------ Dataset

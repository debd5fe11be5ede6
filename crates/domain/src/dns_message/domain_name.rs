use crate::DomainError;
use bytes::{BufMut, BytesMut};
use smallvec::SmallVec;
use std::cmp::Ordering;
use std::fmt;
use std::hash::{Hash, Hasher};
use std::net::IpAddr;
use std::str::FromStr;

pub const MAX_LABEL_LEN: usize = 63;
/// Longest name on the wire, length bytes and terminator included.
pub const MAX_NAME_LEN: usize = 255;

const POINTER_TAG: u8 = 0xC0;
const LABEL_TAG: u8 = 0x00;

/// A domain name as an ordered list of ASCII labels.
///
/// Equality, hashing and ordering use the dotted form exactly as received;
/// no case folding is applied.
#[derive(Debug, Clone, Default)]
pub struct DomainName {
    labels: SmallVec<[String; 4]>,
}

impl DomainName {
    pub fn root() -> Self {
        Self::default()
    }

    pub fn parse(name: &str) -> Result<Self, DomainError> {
        let trimmed = name.strip_suffix('.').unwrap_or(name);
        if trimmed.is_empty() {
            return Ok(Self::root());
        }
        Self::from_labels(trimmed.split('.'))
    }

    pub fn from_labels<I, S>(labels: I) -> Result<Self, DomainError>
    where
        I: IntoIterator<Item = S>,
        S: Into<String>,
    {
        let mut out = SmallVec::new();
        for label in labels {
            let label = label.into();
            if label.is_empty() {
                return Err(DomainError::InvalidDomainName("empty label".to_string()));
            }
            if label.len() > MAX_LABEL_LEN {
                return Err(DomainError::LabelTooLong {
                    len: label.len(),
                    label,
                });
            }
            if !label.is_ascii() {
                return Err(DomainError::InvalidDomainName(format!(
                    "label '{}' is not ASCII",
                    label
                )));
            }
            out.push(label);
        }
        let name = Self { labels: out };
        let len = name.wire_len();
        if len > MAX_NAME_LEN {
            return Err(DomainError::NameTooLong { len });
        }
        Ok(name)
    }

    /// Reverse-lookup name for an address: `in-addr.arpa` with the octets
    /// reversed for IPv4, `ip6.arpa` with the nibbles reversed for IPv6.
    pub fn pointer_name(ip: IpAddr) -> Self {
        let mut labels: SmallVec<[String; 4]> = SmallVec::new();
        match ip {
            IpAddr::V4(v4) => {
                labels.extend(v4.octets().iter().rev().map(|octet| octet.to_string()));
                labels.push("in-addr".to_string());
            }
            IpAddr::V6(v6) => {
                for byte in v6.octets().iter().rev() {
                    labels.push(format!("{:x}", byte & 0x0F));
                    labels.push(format!("{:x}", byte >> 4));
                }
                labels.push("ip6".to_string());
            }
        }
        labels.push("arpa".to_string());
        Self { labels }
    }

    pub fn labels(&self) -> &[String] {
        &self.labels
    }

    pub fn is_root(&self) -> bool {
        self.labels.is_empty()
    }

    /// Uncompressed wire length including the terminating zero byte.
    pub fn wire_len(&self) -> usize {
        self.labels.iter().map(|label| label.len() + 1).sum::<usize>() + 1
    }

    pub fn write_to(&self, buf: &mut BytesMut) {
        for label in &self.labels {
            buf.put_u8(label.len() as u8);
            buf.put_slice(label.as_bytes());
        }
        buf.put_u8(0);
    }

    pub fn to_wire(&self) -> Vec<u8> {
        let mut buf = BytesMut::with_capacity(self.wire_len());
        self.write_to(&mut buf);
        buf.to_vec()
    }

    /// Encodes a dotted name into length-prefixed labels.
    pub fn encode(name: &str) -> Result<Vec<u8>, DomainError> {
        Ok(Self::parse(name)?.to_wire())
    }

    /// Decodes a name starting at `offset`, following compression pointers.
    ///
    /// The returned offset is the position right after the terminating zero
    /// byte, or right after the first pointer when the name is compressed.
    pub fn decode(buffer: &[u8], offset: usize) -> Result<(Self, usize), DomainError> {
        let mut labels = SmallVec::new();
        let mut pos = offset;
        let mut end = None;
        let mut hops = 0usize;
        let mut wire_len = 1usize;

        loop {
            let tag = *buffer
                .get(pos)
                .ok_or(DomainError::UnexpectedEndOfBuffer {
                    offset: pos,
                    needed: 1,
                })?;

            match tag & POINTER_TAG {
                LABEL_TAG if tag == 0 => {
                    pos += 1;
                    break;
                }
                LABEL_TAG => {
                    let start = pos + 1;
                    let stop = start + tag as usize;
                    let bytes = buffer
                        .get(start..stop)
                        .ok_or(DomainError::UnexpectedEndOfBuffer {
                            offset: start,
                            needed: stop.saturating_sub(buffer.len()),
                        })?;
                    let label = std::str::from_utf8(bytes)
                        .ok()
                        .filter(|text| text.is_ascii())
                        .ok_or(DomainError::InvalidLabelText { offset: start })?;
                    wire_len += bytes.len() + 1;
                    if wire_len > MAX_NAME_LEN {
                        return Err(DomainError::NameTooLong { len: wire_len });
                    }
                    labels.push(label.to_string());
                    pos = stop;
                }
                POINTER_TAG => {
                    let low = *buffer
                        .get(pos + 1)
                        .ok_or(DomainError::UnexpectedEndOfBuffer {
                            offset: pos + 1,
                            needed: 1,
                        })?;
                    if end.is_none() {
                        end = Some(pos + 2);
                    }
                    // A chain that never revisits a position takes fewer
                    // hops than there are bytes in the message.
                    hops += 1;
                    if hops > buffer.len() {
                        return Err(DomainError::PointerLoop { offset });
                    }
                    pos = (((tag & !POINTER_TAG) as usize) << 8) | low as usize;
                }
                _ => {
                    return Err(DomainError::InvalidLabelPattern {
                        offset: pos,
                        byte: tag,
                    })
                }
            }
        }

        Ok((Self { labels }, end.unwrap_or(pos)))
    }
}

impl fmt::Display for DomainName {
    fn fmt(&self, f: &mut fmt::Formatter<'_>) -> fmt::Result {
        for (i, label) in self.labels.iter().enumerate() {
            if i > 0 {
                f.write_str(".")?;
            }
            f.write_str(label)?;
        }
        Ok(())
    }
}

impl FromStr for DomainName {
    type Err = DomainError;

    fn from_str(s: &str) -> Result<Self, Self::Err> {
        Self::parse(s)
    }
}

impl PartialEq for DomainName {
    fn eq(&self, other: &Self) -> bool {
        self.to_string() == other.to_string()
    }
}

impl Eq for DomainName {}

impl Hash for DomainName {
    fn hash<H: Hasher>(&self, state: &mut H) {
        self.to_string().hash(state);
    }
}

impl PartialOrd for DomainName {
    fn partial_cmp(&self, other: &Self) -> Option<Ordering> {
        Some(self.cmp(other))
    }
}

impl Ord for DomainName {
    fn cmp(&self, other: &Self) -> Ordering {
        self.to_string().cmp(&other.to_string())
    }
}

------------

- _Activity_:
What's needed is every line of the listing, transcribed word for word.

- _Expected output_:
repository debd5fe11be5ede6
filename crates/domain/src/dns_message/domain_name.rs
use crate::DomainError;
use bytes::{BufMut, BytesMut};
use smallvec::SmallVec;
use std::cmp::Ordering;
use std::fmt;
use std::hash::{Hash, Hasher};
use std::net::IpAddr;
use std::str::FromStr;

pub const MAX_LABEL_LEN: usize = 63;
/// Longest name on the wire, length bytes and terminator included.
pub const MAX_NAME_LEN: usize = 255;

const POINTER_TAG: u8 = 0xC0;
const LABEL_TAG: u8 = 0x00;

/// A domain name as an ordered list of ASCII labels.
///
/// Equality, hashing and ordering use the dotted form exactly as received;
/// no case folding is applied.
#[derive(Debug, Clone, Default)]
pub struct DomainName {
    labels: SmallVec<[String; 4]>,
}

impl DomainName {
    pub fn root() -> Self {
        Self::default()
    }

    pub fn parse(name: &str) -> Result<Self, DomainError> {
        let trimmed = name.strip_suffix('.').unwrap_or(name);
        if trimmed.is_empty() {
            return Ok(Self::root());
        }
        Self::from_labels(trimmed.split('.'))
    }

    pub fn from_labels<I, S>(labels: I) -> Result<Self, DomainError>
    where
        I: IntoIterator<Item = S>,
        S: Into<String>,
    {
        let mut out = SmallVec::new();
        for label in labels {
            let label = label.into();
            if label.is_empty() {
                return Err(DomainError::InvalidDomainName("empty label".to_string()));
            }
            if label.len() > MAX_LABEL_LEN {
                return Err(DomainError::LabelTooLong {
                    len: label.len(),
                    label,
                });
            }
            if !label.is_ascii() {
                return Err(DomainError::InvalidDomainName(format!(
                    "label '{}' is not ASCII",
                    label
                )));
            }
            out.push(label);
        }
        let name = Self { labels: out };
        let len = name.wire_len();
        if len > MAX_NAME_LEN {
            return Err(DomainError::NameTooLong { len });
        }
        Ok(name)
    }

    /// Reverse-lookup name for an address: `in-addr.arpa` with the octets
    /// reversed for IPv4, `ip6.arpa` with the nibbles reversed for IPv6.
    pub fn pointer_name(ip: IpAddr) -> Self {
        let mut labels: SmallVec<[String; 4]> = SmallVec::new();
        match ip {
            IpAddr::V4(v4) => {
                labels.extend(v4.octets().iter().rev().map(|octet| octet.to_string()));
                labels.push("in-addr".to_string());
            }
            IpAddr::V6(v6) => {
                for byte in v6.octets().iter().rev() {
                    labels.push(format!("{:x}", byte & 0x0F));
                    labels.push(format!("{:x}", byte >> 4));
                }
                labels.push("ip6".to_string());
            }
        }
        labels.push("arpa".to_string());
        Self { labels }
    }

    pub fn labels(&self) -> &[String] {
        &self.labels
    }

    pub fn is_root(&self) -> bool {
        self.labels.is_empty()
    }

    /// Uncompressed wire length including the terminating zero byte.
    pub fn wire_len(&self) -> usize {
        self.labels.iter().map(|label| label.len() + 1).sum::<usize>() + 1
    }

    pub fn write_to(&self, buf: &mut BytesMut) {
        for label in &self.labels {
            buf.put_u8(label.len() as u8);
            buf.put_slice(label.as_bytes());
        }
        buf.put_u8(0);
    }

    pub fn to_wire(&self) -> Vec<u8> {
        let mut buf = BytesMut::with_capacity(self.wire_len());
        self.write_to(&mut buf);
        buf.to_vec()
    }

    /// Encodes a dotted name into length-prefixed labels.
    pub fn encode(name: &str) -> Result<Vec<u8>, DomainError> {
        Ok(Self::parse(name)?.to_wire())
    }

    /// Decodes a name starting at `offset`, following compression pointers.
    ///
    /// The returned offset is the position right after the terminating zero
    /// byte, or right after the first pointer when the name is compressed.
    pub fn decode(buffer: &[u8], offset: usize) -> Result<(Self, usize), DomainError> {
        let mut labels = SmallVec::new();
        let mut pos = offset;
        let mut end = None;
        let mut hops = 0usize;
        let mut wire_len = 1usize;

        loop {
            let tag = *buffer
                .get(pos)
                .ok_or(DomainError::UnexpectedEndOfBuffer {
                    offset: pos,
                    needed: 1,
                })?;

            match tag & POINTER_TAG {
                LABEL_TAG if tag == 0 => {
                    pos += 1;
                    break;
                }
                LABEL_TAG => {
                    let start = pos + 1;
                    let stop = start + tag as usize;
                    let bytes = buffer
                        .get(start..stop)
                        .ok_or(DomainError::UnexpectedEndOfBuffer {
                            offset: start,
                            needed: stop.saturating_sub(buffer.len()),
                        })?;
                    let label = std::str::from_utf8(bytes)
                        .ok()
                        .filter(|text| text.is_ascii())
                        .ok_or(DomainError::InvalidLabelText { offset: start })?;
                    wire_len += bytes.len() + 1;
                    if wire_len > MAX_NAME_LEN {
                        return Err(DomainError::NameTooLong { len: wire_len });
                    }
                    labels.push(label.to_string());
                    pos = stop;
                }
                POINTER_TAG => {
                    let low = *buffer
                        .get(pos + 1)
                        .ok_or(DomainError::UnexpectedEndOfBuffer {
                            offset: pos + 1,
                            needed: 1,
                        })?;
                    if end.is_none() {
                        end = Some(pos + 2);
                    }
                    // A chain that never revisits a position takes fewer
                    // hops than there are bytes in the message.
                    hops += 1;
                    if hops > buffer.len() {
                        return Err(DomainError::PointerLoop { offset });
                    }
                    pos = (((tag & !POINTER_TAG) as usize) << 8) | low as usize;
                }
                _ => {
                    return Err(DomainError::InvalidLabelPattern {
                        offset: pos,
                        byte: tag,
                    })
                }
            }
        }

        Ok((Self { labels }, end.unwrap_or(pos)))
    }
}

impl fmt::Display for DomainName {
    fn fmt(&self, f: &mut fmt::Formatter<'_>) -> fmt::Result {
        for (i, label) in self.labels.iter().enumerate() {
            if i > 0 {
                f.write_str(".")?;
            }
            f.write_str(label)?;
        }
        Ok(())
    }
}

impl FromStr for DomainName {
    type Err = DomainError;

    fn from_str(s: &str) -> Result<Self, Self::Err> {
        Self::parse(s)
    }
}

impl PartialEq for DomainName {
    fn eq(&self, other: &Self) -> bool {
        self.to_string() == other.to_string()
    }
}

impl Eq for DomainName {}

impl Hash for DomainName {
    fn hash<H: Hasher>(&self, state: &mut H) {
        self.to_string().hash(state);
    }
}

impl PartialOrd for DomainName {
    fn partial_cmp(&self, other: &Self) -> Option<Ordering> {
        Some(self.cmp(other))
    }
}

impl Ord for DomainName {
    fn cmp(&self, other: &Self) -> Ordering {
        self.to_string().cmp(&other.to_string())
    }
}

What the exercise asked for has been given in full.